B10 cells and regulatory B cells balance immune responses during inflammation, autoimmunity, and cancer

The ability of B cells to negatively regulate cellular immune responses and inflammation has only recently been described. Hallmark papers from a number of distinguished laboratories have identified phenotypically diverse B-cell subsets with regulatory functions during distinct autoimmune diseases, including IL-10-producing B cells, CD5(+) B-1a cells, CD1d(+) marginal zone B cells, and transitional-2-marginal zone precursor B cells. Most recently, a numerically rare and phenotypically unique CD1d(hi)CD5(+)CD19(hi) subset of regulatory B cells has been identified in the spleens of both normal and autoimmune mice.

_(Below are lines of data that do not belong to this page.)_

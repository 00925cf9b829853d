//! Prelude module for convenient imports.
//!
//! This module re-exports the most commonly used types from the flood-api crate,
//! so consumers can import everything they need with a single use statement.
//!
//! # Example
//!
//! ```
//! use flood_api_rs::prelude::*;
//!
//! let status: TorrentStatus = "seeding".parse().unwrap();
//! assert_eq!(status, TorrentStatus::Seeding);
//! assert_eq!(Dimension::Tag.as_str(), "tag");
//! ```

// Record and key models
pub use crate::models::{
    Aggregate, Dimension, ParseDimensionError, ParseStatusError, Torrent, TorrentStatus,
    UNTAGGED_TAG,
};

// Taxonomy feed types
pub use crate::sync::{PatchOperation, Taxonomy, TaxonomyEvent, TaxonomySection};
#[test]
fn test_plain_select_with_exclude() {
    let d = domain(&["a"]);
    let mut selection = DimensionSelection::new();
    selection.select(Some(&key("a")), NONE.with_exclude(), &d);

    assert!(included(&selection).is_empty());
    assert_eq!(excluded(&selection), vec!["a"]);
}

#[test]
fn test_plain_select_is_idempotent() {
    let d = domain(&["a", "b"]);
    let mut once = DimensionSelection::new();
    once.select(Some(&key("b")), NONE, &d);

    let mut twice = once.clone();
    twice.select(Some(&key("b")), NONE, &d);

    assert_eq!(once, twice);
}

#[test]
fn test_plain_select_accepts_key_outside_domain() {
    let d = domain(&["a"]);
    let mut selection = DimensionSelection::new();
    selection.select(Some(&key("stale")), NONE, &d);

    assert_eq!(included(&selection), vec!["stale"]);
    assert_eq!(selection.anchor(), Some(&key("stale")));
}

// ==================== Toggle Select ====================

#[test]
fn test_toggle_adds_without_touching_others() {
    let d = domain(&["a", "b"]);
    let mut selection = DimensionSelection::new();
    selection.select(Some(&key("a")), NONE, &d);

    let outcome = selection.select(Some(&key("b")), NONE.with_toggle(), &d);

    assert_eq!(outcome, SelectOutcome::Toggled { selected: true });
    assert_eq!(included(&selection), vec!["a", "b"]);
    assert_eq!(selection.anchor(), Some(&key("b")));
}

#[test]
fn test_toggle_twice_returns_to_unselected() {
    let d = domain(&["a"]);
    let mut selection = DimensionSelection::new();

    selection.select(Some(&key("a")), NONE.with_toggle(), &d);
    let outcome = selection.select(Some(&key("a")), NONE.with_toggle(), &d);

    assert_eq!(outcome, SelectOutcome::Toggled { selected: false });
    assert_eq!(selection.pair().state_of("a"), KeyState::Unselected);
}

#[test]
fn test_toggle_unselects_from_either_set() {
    let d = domain(&["a"]);
    let mut selection = DimensionSelection::new();
    selection.select(Some(&key("a")), NONE.with_exclude(), &d);

    // Toggling without exclude still removes an excluded key.
    selection.select(Some(&key("a")), NONE.with_toggle(), &d);

    assert!(selection.pair().is_empty());
}

#[test]
fn test_toggle_with_exclude_adds_to_excluded() {
    let d = domain(&["a", "b"]);
    let mut selection = DimensionSelection::new();
    selection.select(Some(&key("a")), NONE, &d);
    selection.select(Some(&key("b")), NONE.with_toggle().with_exclude(), &d);

    assert_eq!(included(&selection), vec!["a"]);
    assert_eq!(excluded(&selection), vec!["b"]);
}

// ==================== Range Select ====================

#[test]
fn test_range_is_inclusive_and_clears_unrelated_keys() {
    let d = domain(&["A", "B", "C", "D", "E"]);
    let mut selection = DimensionSelection::new();
    selection.select(Some(&key("E")), NONE.with_toggle(), &d);
    selection.select(Some(&key("B")), NONE.with_toggle(), &d);

    let outcome = selection.select(Some(&key("D")), NONE.with_shift(), &d);

    assert_eq!(outcome, SelectOutcome::Ranged { visited: 3 });
    assert_eq!(included(&selection), vec!["B", "C", "D"]);
    assert!(excluded(&selection).is_empty());
}

#[test]
fn test_range_backwards() {
    let d = domain(&["A", "B", "C", "D", "E"]);
    let mut selection = DimensionSelection::new();
    selection.select(Some(&key("D")), NONE, &d);
    selection.select(Some(&key("B")), NONE.with_shift(), &d);

    assert_eq!(included(&selection), vec!["B", "C", "D"]);
}

#[test]
fn test_range_does_not_move_anchor() {
    let d = domain(&["A", "B", "C", "D", "E"]);
    let mut selection = DimensionSelection::new();
    selection.select(Some(&key("B")), NONE, &d);
    selection.select(Some(&key("E")), NONE.with_shift(), &d);
    selection.select(Some(&key("C")), NONE.with_shift(), &d);

    assert_eq!(selection.anchor(), Some(&key("B")));
    assert_eq!(included(&selection), vec!["B", "C"]);
}

#[test]
fn test_range_without_anchor_starts_at_first_position() {
    let d = domain(&["A", "B", "C"]);
    let mut selection = DimensionSelection::new();
    selection.select(Some(&key("B")), NONE.with_shift(), &d);

    assert_eq!(included(&selection), vec!["A", "B"]);
    assert_eq!(selection.anchor(), None);
}

#[test]
fn test_range_skips_all_row() {
    let d = domain(&["", "untagged", "movies"]);
    let mut selection = DimensionSelection::new();
    selection.select(Some(&key("movies")), NONE.with_shift(), &d);

    assert_eq!(included(&selection), vec!["movies", "untagged"]);
}

#[test]
fn test_range_with_exclude() {
    let d = domain(&["A", "B", "C"]);
    let mut selection = DimensionSelection::new();
    selection.select(Some(&key("A")), NONE, &d);
    selection.select(Some(&key("C")), NONE.with_shift().with_exclude(), &d);

    assert!(included(&selection).is_empty());
    assert_eq!(excluded(&selection), vec!["A", "B", "C"]);
}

CD1d(hi)CD5(+)B cells with the capacity to produce IL-10 have been named B10 cells as they produce IL-10 exclusively and are the predominant B-cell source of IL-10. Remarkably, B10 cells are potent negative regulators of inflammation and autoimmunity in mouse models of disease in vivo. Herein, our current understanding of B10-cell development and function is reviewed in the context of previous studies that have identified and characterized regulatory B cells, emerging evidence for B10-cell regulation of tumor immunity, and the likelihood that B10 cells exist in humans.